Here is maybe a more noticeable thing: Is the restriction to >= 2 parameters due to the vector/scalar hassles? If so I could probably insert the "one_time_fixes" approach and allow it to work for 1 parameter as well. How important?
Regarding skipping the calculate
-- what happens when we then go to sample parameters in the prior of the PG target nodes. They won't access the correct logProb for their dependencies (the PG target nodes). I suppose you were thinking we could run calculate
just on the target nodes at the end rather than on the full calcNodes
? Or what about if this is being done on occupancy linear predictor parameters. Then when the zero inflation ("z") is sampled via our binary sampler, it won't have the correct logProb values.
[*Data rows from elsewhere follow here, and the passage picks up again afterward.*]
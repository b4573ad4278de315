//! idrtools: parsers and diagnostics for protein disorder predictor outputs
//!
//! # Overview
//!
//! Disorder and phase-separation predictors (flDPnn2, PSPHunter) emit flat
//! text reports in tool-specific shapes. idrtools normalizes them into
//! identifier-keyed tables and renders per-protein diagnostic plots that
//! overlay disorder propensity, amino-acid composition signals, and predicted
//! functional regions.
//!
//! ## Quick Start
//!
//! ```no_run
//! use idrtools::{DisorderTable, RegionTable};
//!
//! # fn main() -> idrtools::Result<()> {
//! let disorder = DisorderTable::from_path("fldpnn2.txt")?;
//! let regions = RegionTable::from_path("psp.txt")?;
//!
//! for record in disorder.iter() {
//!     println!("{}: {} residues, IDRs at {:?}",
//!         record.id, record.len(), record.merged_ranges);
//! }
//! # Ok(())
//! # }
//! ```
//!
//! ## Module Organization
//!
//! - [`formats`]: predictor report parsers (flDPnn2 stride reports, PSPHunter
//!   region annotations)
//! - [`intervals`]: IDR range extraction and gap-merging
//! - [`composition`]: aromatic and net-charge sequence signals
//! - [`io`]: CSV identifier-mapping to FASTA conversion
//! - [`plot`]: one-shot SVG plot rendering (feature `plot`, default on)
//!
//! Parsing is single-threaded and synchronous: a call either returns a
//! complete table or fails with an [`IdrError`]. Report noise (trailing
//! partial blocks, malformed rows) is tolerated by default; both parsers
//! accept a `strict` option that rejects it instead.

#![warn(missing_docs)]
#![warn(rustdoc::missing_crate_level_docs)]

pub mod composition;
pub mod error;
pub mod formats;
pub mod intervals;
pub mod io;
#[cfg(feature = "plot")]
pub mod plot;
pub mod types;

pub use error::{IdrError, Result};
pub use formats::region::{RegionOptions, RegionReportReader, RegionTable};
pub use formats::stride::{DisorderTable, ScoreRow, StrideOptions, StrideReportReader};
pub use intervals::{contiguous_regions, extract_ranges, merge_ranges};
pub use types::{DisorderRecord, RegionRecord};
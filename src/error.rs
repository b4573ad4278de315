//! Error types for idrtools

use thiserror::Error;

/// Result type alias for idrtools operations
pub type Result<T> = std::result::Result<T, IdrError>;

/// Error types that can occur in idrtools
#[derive(Debug, Error)]
pub enum IdrError {
    /// I/O error
    #[error("I/O error: {0}")]
    Io(#[from] std::io::Error),

    /// Invalid flDPnn2 stride report structure
    #[error("Invalid stride report at line {line}: {msg}")]
    InvalidStrideFormat {
        /// Line number where error occurred
        line: usize,
        /// Error message
        msg: String,
    },

    /// Invalid region annotation report structure
    #[error("Invalid region report at line {line}: {msg}")]
    InvalidRegionFormat {
        /// Line number where error occurred
        line: usize,
        /// Error message
        msg: String,
    },

    /// A field failed type coercion
    #[error("Invalid value for '{field}' at line {line}: {reason}")]
    InvalidValue {
        /// Field name
        field: String,
        /// Line number where error occurred
        line: usize,
        /// Reason the token was rejected
        reason: String,
    },

    /// CSV input error
    #[error("CSV error: {0}")]
    Csv(#[from] csv::Error),

    /// Plot rendering error
    #[cfg(feature = "plot")]
    #[error("Plot rendering error: {0}")]
    Plot(String),
}
//! Common record types used throughout idrtools

/// One protein's worth of flDPnn2 output (one 5-line block of the stride report)
///
/// The three per-residue vectors are always the same length; the stride
/// reader rejects blocks where they disagree.
#[derive(Debug, Clone, PartialEq)]
pub struct DisorderRecord {
    /// Sequence identifier (without '>' prefix)
    pub id: String,
    /// Verbatim IDR range text as it appeared in the report (e.g. "12-45,80-100")
    pub idr_ranges_raw: String,
    /// Gap-merged IDR ranges: sorted, non-overlapping, start <= end
    pub merged_ranges: Vec<(u32, u32)>,
    /// Single-letter amino acid codes, one per position
    pub residues: Vec<u8>,
    /// Per-residue disorder call (0 or 1), parallel to `residues`
    pub disordered_flags: Vec<u8>,
    /// Per-residue disorder propensity in [0, 1], parallel to `residues`
    pub scores: Vec<f64>,
}

impl DisorderRecord {
    /// Number of residues in the record
    pub fn len(&self) -> usize {
        self.residues.len()
    }

    /// Check if the record covers no residues
    pub fn is_empty(&self) -> bool {
        self.residues.is_empty()
    }
}

/// One protein's worth of PSPHunter output (one header-delimited block)
#[derive(Debug, Clone, PartialEq)]
pub struct RegionRecord {
    /// Protein name (header text after '>')
    pub name: String,
    /// Single-letter amino acid codes, one per accepted data row
    pub aa: Vec<u8>,
    /// Predicted functional-region membership, parallel to `aa`
    pub dregion: Vec<bool>,
}

impl RegionRecord {
    /// Create an empty record for the given name
    pub fn new(name: String) -> Self {
        Self {
            name,
            aa: Vec::new(),
            dregion: Vec::new(),
        }
    }

    /// Number of annotated residues
    pub fn len(&self) -> usize {
        self.aa.len()
    }

    /// Check if the record has no annotated residues
    pub fn is_empty(&self) -> bool {
        self.aa.is_empty()
    }
}

#[cfg(test)]
mod tests {
    use super::*;

    #[test]
    fn test_disorder_record_len() {
        let record = DisorderRecord {
            id: "P12345".to_string(),
            idr_ranges_raw: "1-3".to_string(),
            merged_ranges: vec![(1, 3)],
            residues: b"MKV".to_vec(),
            disordered_flags: vec![1, 1, 1],
            scores: vec![0.9, 0.8, 0.7],
        };
        assert_eq!(record.len(), 3);
        assert!(!record.is_empty());
    }

    #[test]
    fn test_region_record_new_is_empty() {
        let record = RegionRecord::new("p1".to_string());
        assert!(record.is_empty());
        assert_eq!(record.len(), 0);
    }
}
I might be missing something.
Regarding >= 2 parameters, yes that is vector/scalar hassles, perhaps most importantly in the matrix/dmnorm calcs involved in the conjugate update for the target.
@perrydv I'm inclined to merge this and not deal with scalar target case as that's not just a one-time fixes thing, it is adding run code to do the math with dnorm
.
I added handling of scalar parameter. Good thing I did as I also realized we weren't handling scalar/vector issue related to a single (vector) target in terms of nodeLengths
and normTypes
potentially being scalars.
Merging this as test failures appear to be unrelated.
Do not merge. This is for review. I need to add testing (both of sampling correctness and of the checking that model functional form is ok for PG).
This PG sampler allows for:
This takes the original sampler code from @paul-vdb and reworks some of the checking to try to catch more cases where PG is not appropriate as well as trying to improve efficiency.
In terms of checking, we use some of our conjugacy checking code to check that the response probabilities are the product of a probability times one or more zero-inflation binary values and that the probability is logit-linked to a linear predictor of the target elements.
We manually fill in the X (design) matrix (in similar fashion to how we handle conjugacy in regression contexts) if not provided by the user but only do this once of the user tells us X is fixed (i.e., not missing values in X and no stochastic indexing in terms of which row of X is relevant for a given response.
@paul-vdb would be great if you could take a careful look, but I understand you may have time limitations.
@perrydv @danielturek @kenkellner just flagging this for you if of interest.